[Saved data entries]
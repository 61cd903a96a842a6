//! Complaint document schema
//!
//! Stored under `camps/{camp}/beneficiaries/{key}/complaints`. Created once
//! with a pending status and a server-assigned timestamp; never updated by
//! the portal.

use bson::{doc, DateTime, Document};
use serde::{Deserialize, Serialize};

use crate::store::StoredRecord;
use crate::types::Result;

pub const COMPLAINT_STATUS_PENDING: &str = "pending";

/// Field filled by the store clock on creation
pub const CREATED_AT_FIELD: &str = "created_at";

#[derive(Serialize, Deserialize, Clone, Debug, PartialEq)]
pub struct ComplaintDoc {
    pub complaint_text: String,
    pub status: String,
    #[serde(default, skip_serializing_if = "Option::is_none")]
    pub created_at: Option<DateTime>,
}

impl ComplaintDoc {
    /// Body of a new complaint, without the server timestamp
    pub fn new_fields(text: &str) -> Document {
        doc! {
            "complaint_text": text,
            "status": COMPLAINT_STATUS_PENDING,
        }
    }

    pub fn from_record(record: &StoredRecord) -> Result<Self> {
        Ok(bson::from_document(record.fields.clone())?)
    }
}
...
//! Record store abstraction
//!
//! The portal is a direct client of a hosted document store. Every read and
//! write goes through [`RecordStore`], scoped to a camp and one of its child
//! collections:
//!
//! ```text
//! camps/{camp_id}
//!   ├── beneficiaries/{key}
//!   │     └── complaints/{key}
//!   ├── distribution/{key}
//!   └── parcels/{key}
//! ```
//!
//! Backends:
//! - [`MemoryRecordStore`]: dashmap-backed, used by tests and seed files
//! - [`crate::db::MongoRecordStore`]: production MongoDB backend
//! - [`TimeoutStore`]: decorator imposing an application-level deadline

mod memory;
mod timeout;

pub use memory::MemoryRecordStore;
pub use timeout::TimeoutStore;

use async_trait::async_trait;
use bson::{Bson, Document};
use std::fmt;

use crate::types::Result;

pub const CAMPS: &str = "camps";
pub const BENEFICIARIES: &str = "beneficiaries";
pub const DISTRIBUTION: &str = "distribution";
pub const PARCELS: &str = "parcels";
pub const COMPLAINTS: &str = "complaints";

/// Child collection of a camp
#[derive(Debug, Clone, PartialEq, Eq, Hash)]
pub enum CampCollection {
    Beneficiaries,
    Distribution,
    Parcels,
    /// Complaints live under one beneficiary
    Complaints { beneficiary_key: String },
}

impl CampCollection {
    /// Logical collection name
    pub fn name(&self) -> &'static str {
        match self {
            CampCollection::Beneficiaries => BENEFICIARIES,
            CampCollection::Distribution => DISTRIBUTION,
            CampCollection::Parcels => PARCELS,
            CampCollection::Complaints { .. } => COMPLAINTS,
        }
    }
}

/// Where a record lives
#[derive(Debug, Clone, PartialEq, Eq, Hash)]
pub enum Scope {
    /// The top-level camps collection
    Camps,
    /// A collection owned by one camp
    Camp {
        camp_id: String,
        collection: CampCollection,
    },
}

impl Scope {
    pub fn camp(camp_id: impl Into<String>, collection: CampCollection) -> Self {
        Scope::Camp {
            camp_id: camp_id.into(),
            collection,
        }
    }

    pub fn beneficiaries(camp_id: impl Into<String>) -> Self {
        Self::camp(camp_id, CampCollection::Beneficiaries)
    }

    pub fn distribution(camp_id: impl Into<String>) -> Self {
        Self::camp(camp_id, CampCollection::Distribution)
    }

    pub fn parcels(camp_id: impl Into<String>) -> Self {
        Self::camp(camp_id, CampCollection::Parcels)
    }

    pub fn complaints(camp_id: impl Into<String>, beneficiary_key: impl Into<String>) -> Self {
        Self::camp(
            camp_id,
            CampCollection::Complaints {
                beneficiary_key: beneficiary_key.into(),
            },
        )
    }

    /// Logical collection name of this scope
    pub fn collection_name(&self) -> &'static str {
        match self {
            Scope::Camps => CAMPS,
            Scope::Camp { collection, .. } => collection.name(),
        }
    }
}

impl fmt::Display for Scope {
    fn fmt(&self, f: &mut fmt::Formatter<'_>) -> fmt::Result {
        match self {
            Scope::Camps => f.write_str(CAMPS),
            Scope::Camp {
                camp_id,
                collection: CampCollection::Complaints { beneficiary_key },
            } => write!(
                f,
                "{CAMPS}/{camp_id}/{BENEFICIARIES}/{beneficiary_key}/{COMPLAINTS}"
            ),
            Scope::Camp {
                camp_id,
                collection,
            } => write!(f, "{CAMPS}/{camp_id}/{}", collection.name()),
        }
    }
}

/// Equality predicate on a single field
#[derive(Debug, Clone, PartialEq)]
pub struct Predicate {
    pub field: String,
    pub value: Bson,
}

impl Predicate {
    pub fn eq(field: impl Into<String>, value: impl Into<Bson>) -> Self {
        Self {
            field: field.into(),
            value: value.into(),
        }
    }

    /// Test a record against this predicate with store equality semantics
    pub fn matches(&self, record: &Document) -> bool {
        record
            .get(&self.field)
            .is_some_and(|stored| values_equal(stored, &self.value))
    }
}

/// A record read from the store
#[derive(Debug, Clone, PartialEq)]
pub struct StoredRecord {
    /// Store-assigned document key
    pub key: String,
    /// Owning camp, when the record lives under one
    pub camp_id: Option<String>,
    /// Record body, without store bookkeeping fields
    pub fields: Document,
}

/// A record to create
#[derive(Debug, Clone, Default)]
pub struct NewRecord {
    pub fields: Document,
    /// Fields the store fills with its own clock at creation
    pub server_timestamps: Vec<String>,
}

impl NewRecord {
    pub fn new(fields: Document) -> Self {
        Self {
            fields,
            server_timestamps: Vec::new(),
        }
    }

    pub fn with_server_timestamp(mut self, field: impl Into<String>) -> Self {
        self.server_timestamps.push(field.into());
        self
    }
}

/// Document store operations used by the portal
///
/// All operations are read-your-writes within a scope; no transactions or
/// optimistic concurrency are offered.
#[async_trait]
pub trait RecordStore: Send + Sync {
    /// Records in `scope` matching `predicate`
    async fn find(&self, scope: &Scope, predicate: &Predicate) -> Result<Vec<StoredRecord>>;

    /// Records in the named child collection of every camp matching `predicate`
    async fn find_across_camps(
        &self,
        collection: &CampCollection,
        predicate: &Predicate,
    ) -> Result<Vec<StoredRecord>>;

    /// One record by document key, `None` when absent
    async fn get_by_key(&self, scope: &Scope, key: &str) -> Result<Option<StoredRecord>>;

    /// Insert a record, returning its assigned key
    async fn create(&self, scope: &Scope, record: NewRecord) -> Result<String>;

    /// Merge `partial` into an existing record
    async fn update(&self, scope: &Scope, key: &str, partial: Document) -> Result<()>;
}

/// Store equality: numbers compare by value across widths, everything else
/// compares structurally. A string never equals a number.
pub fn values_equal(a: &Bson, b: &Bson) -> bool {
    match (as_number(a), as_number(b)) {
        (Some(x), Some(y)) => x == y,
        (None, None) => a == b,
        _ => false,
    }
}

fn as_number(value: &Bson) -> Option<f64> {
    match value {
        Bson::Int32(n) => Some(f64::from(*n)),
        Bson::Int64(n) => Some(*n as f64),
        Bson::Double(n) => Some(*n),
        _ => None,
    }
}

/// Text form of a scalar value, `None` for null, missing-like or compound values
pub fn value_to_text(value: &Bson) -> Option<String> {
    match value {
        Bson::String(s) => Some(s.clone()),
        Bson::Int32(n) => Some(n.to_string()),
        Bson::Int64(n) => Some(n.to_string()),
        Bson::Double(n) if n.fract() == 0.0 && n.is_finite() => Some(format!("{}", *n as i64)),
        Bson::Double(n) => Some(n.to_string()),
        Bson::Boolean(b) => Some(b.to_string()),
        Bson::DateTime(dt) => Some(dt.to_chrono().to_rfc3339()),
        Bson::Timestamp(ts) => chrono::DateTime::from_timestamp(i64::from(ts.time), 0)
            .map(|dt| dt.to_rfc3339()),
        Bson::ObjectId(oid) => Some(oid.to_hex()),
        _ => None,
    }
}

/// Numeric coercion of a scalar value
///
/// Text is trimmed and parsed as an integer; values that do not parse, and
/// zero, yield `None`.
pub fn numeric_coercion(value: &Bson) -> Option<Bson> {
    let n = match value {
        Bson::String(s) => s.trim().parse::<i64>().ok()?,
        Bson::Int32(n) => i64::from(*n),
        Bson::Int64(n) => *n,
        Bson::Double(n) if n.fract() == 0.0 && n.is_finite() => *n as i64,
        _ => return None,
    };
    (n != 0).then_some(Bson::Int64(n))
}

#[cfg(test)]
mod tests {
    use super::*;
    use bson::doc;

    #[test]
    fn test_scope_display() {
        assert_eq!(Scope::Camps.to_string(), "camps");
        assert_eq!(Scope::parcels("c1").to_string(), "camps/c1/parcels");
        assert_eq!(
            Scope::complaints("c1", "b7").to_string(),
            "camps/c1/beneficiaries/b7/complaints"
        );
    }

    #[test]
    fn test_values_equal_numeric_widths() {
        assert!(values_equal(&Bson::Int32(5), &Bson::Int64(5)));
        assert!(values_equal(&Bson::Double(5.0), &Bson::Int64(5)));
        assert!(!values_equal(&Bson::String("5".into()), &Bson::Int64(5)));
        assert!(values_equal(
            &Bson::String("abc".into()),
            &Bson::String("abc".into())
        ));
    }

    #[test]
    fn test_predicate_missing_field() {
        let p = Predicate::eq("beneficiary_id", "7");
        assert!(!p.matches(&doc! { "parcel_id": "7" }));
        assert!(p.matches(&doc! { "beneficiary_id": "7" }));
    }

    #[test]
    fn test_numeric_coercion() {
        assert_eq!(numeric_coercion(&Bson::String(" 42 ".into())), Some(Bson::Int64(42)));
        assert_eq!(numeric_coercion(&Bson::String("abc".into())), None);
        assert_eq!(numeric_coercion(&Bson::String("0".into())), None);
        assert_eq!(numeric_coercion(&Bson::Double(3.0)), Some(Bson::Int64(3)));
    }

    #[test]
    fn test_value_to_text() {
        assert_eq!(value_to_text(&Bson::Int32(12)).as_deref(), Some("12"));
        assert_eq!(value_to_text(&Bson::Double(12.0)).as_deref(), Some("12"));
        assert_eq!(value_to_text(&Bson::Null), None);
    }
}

- **Task requirements**
Once you have read through the entries above, state how many lines hold the word "Deserialize", giving nothing but the number.

- **Finished exercise**
2